Scientists at the Stanley Manne Children’s Research Institute have developed a technique to regenerate damaged heart muscle cells in mice, offering potential treatments for congenital heart defects and heart attack damage. This was achieved by modifying heart cells to revert to a fetal-like state, which enables them to repair themselves by utilizing glucose more effectively. The findings, which could lead to drug treatments that activate this regenerative process, have implications for both pediatric and adult cardiac care.
Researchers at the Stanley Manne Children’s Research Institute of the Ann & Robert H. Lurie Children’s Hospital of Chicago have developed a method to regenerate damaged heart muscle cells in mice. This breakthrough could open new possibilities for treating congenital heart defects in children and repairing heart attack damage in adults, according to a study in the Journal of Clinical Investigation .

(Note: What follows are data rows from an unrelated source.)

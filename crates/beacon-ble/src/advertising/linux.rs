//! Linux BLE advertising implementation using bluer (BlueZ)

use std::collections::{BTreeMap, HashMap};

use bluer::adv::{Advertisement, AdvertisementHandle, Type};
use bluer::{AdapterEvent, AdapterProperty};
use futures::StreamExt;
use tokio::task::JoinHandle;
use tracing::{debug, info, warn};

use crate::config::AdvertiserConfig;
use crate::error::AdvertiserError;
use crate::payload::AdvertisementPayload;
use crate::protocol::encode_advertising_data;
use crate::radio::{RadioReporter, RadioState};

use super::{AdvertiserEvent, AdvertiserEventSender, BleAdvertiser, NativeHandle, ReadinessGate};

// ----------------------------------------------------------------------------
// Linux Implementation
// ----------------------------------------------------------------------------

pub struct LinuxAdvertiser {
    _session: bluer::Session,
    adapter: bluer::Adapter,
    events: AdvertiserEventSender,
    reporter: RadioReporter,
    advertisement_handles: HashMap<NativeHandle, AdvertisementHandle>,
    next_handle: u64,
    power_watcher: JoinHandle<()>,
}

impl LinuxAdvertiser {
    pub async fn new(
        config: &AdvertiserConfig,
        events: AdvertiserEventSender,
        reporter: RadioReporter,
    ) -> Result<Self, AdvertiserError> {
        let session = bluer::Session::new()
            .await
            .map_err(|e| AdvertiserError::AdapterUnavailable(format!("BlueZ session: {}", e)))?;

        let adapter = match &config.adapter_name {
            Some(name) => session.adapter(name),
            None => session.default_adapter().await,
        }
        .map_err(|e| AdvertiserError::AdapterUnavailable(format!("BLE adapter: {}", e)))?;

        // Only touch power when asked; otherwise wait for the user to enable it
        if config.power_on_adapter && !adapter.is_powered().await.unwrap_or(false) {
            adapter.set_powered(true).await.map_err(|e| {
                AdvertiserError::Rejected(format!("Failed to power on adapter: {}", e))
            })?;
        }

        let power_watcher = tokio::spawn(watch_power(adapter.clone(), reporter.clone()));
        info!("Linux BLE adapter {} initialized for advertising", adapter.name());

        Ok(Self {
            _session: session,
            adapter,
            events,
            reporter,
            advertisement_handles: HashMap::new(),
            next_handle: 1,
            power_watcher,
        })
    }

    fn emit(&self, event: AdvertiserEvent) {
        if self.events.send(event).is_err() {
            debug!("Advertising confirmation dropped, controller is gone");
        }
    }
}

impl Drop for LinuxAdvertiser {
    fn drop(&mut self) {
        self.power_watcher.abort();
    }
}

/// Forward adapter `Powered` property changes to the radio monitor
async fn watch_power(adapter: bluer::Adapter, reporter: RadioReporter) {
    let events = match adapter.events().await {
        Ok(events) => events,
        Err(e) => {
            warn!("Cannot watch power state of {}: {}", adapter.name(), e);
            return;
        }
    };
    futures::pin_mut!(events);

    while let Some(event) = events.next().await {
        if let AdapterEvent::PropertyChanged(AdapterProperty::Powered(powered)) = event {
            reporter.report(if powered {
                RadioState::PoweredOn
            } else {
                RadioState::PoweredOff
            });
        }
    }

    // The event stream ends when the adapter disappears
    warn!("Adapter {} removed", adapter.name());
    reporter.report(RadioState::Unavailable);
}

#[async_trait::async_trait]
impl BleAdvertiser for LinuxAdvertiser {
    fn readiness_gate(&self) -> ReadinessGate {
        ReadinessGate::Immediate
    }

    async fn probe_radio(&mut self) -> RadioState {
        let state = match self.adapter.is_powered().await {
            Ok(true) => RadioState::PoweredOn,
            Ok(false) => RadioState::PoweredOff,
            Err(e) => {
                warn!("Failed to query adapter {}: {}", self.adapter.name(), e);
                RadioState::Unavailable
            }
        };
        self.reporter.report(state);
        state
    }

    async fn start_advertising(
        &mut self,
        payload: &AdvertisementPayload,
    ) -> Result<NativeHandle, AdvertiserError> {
        let handle = NativeHandle::new(self.next_handle);
        self.next_handle += 1;

        let mut manufacturer_data = BTreeMap::new();
        manufacturer_data.insert(
            payload.manufacturer_code(),
            payload.manufacturer_bytes().to_vec(),
        );

        let interval = payload.interval_profile().interval();
        let advertisement = Advertisement {
            advertisement_type: Type::Broadcast,
            service_uuids: std::iter::once(*payload.service_uuid()).collect(),
            manufacturer_data,
            local_name: None,
            min_interval: Some(interval),
            max_interval: Some(interval),
            tx_power: Some(payload.tx_power_profile().dbm()),
            ..Default::default()
        };
        debug!(
            "Advertising set {} data {}",
            handle,
            hex::encode(encode_advertising_data(payload))
        );

        // BlueZ answers the registration itself; report it as the started callback
        match self.adapter.advertise(advertisement).await {
            Ok(advertisement_handle) => {
                self.advertisement_handles.insert(handle, advertisement_handle);
                info!(
                    "Started BLE advertising set {} for {}",
                    handle,
                    payload.service_uuid()
                );
                self.emit(AdvertiserEvent::Started {
                    handle,
                    outcome: Ok(()),
                });
            }
            Err(e) => {
                self.emit(AdvertiserEvent::Started {
                    handle,
                    outcome: Err(e.to_string()),
                });
            }
        }

        Ok(handle)
    }

    async fn stop_advertising(&mut self, handle: NativeHandle) -> Result<(), AdvertiserError> {
        match self.advertisement_handles.remove(&handle) {
            Some(advertisement_handle) => {
                drop(advertisement_handle); // Dropping the handle stops advertising
                info!("Stopped BLE advertising set {}", handle);
                Ok(())
            }
            None => Err(AdvertiserError::UnknownHandle(handle.as_u64())),
        }
    }
}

Hypoplastic left heart syndrome, or HLHS, is a rare congenital heart defect that occurs when the left side of a baby’s heart doesn’t develop properly during pregnancy. The condition affects one in 5,000 newborns and is responsible for 23 percent of cardiac deaths in the first week of life. Cardiomyocytes, the cells responsible for contracting the heart muscle, can regenerate in newborn mammals, but lose this ability with age, said senior author Paul Schumacker, PhD, Patrick M.
Magoon Distinguished Professor in Neonatal Research at Lurie Children’s a.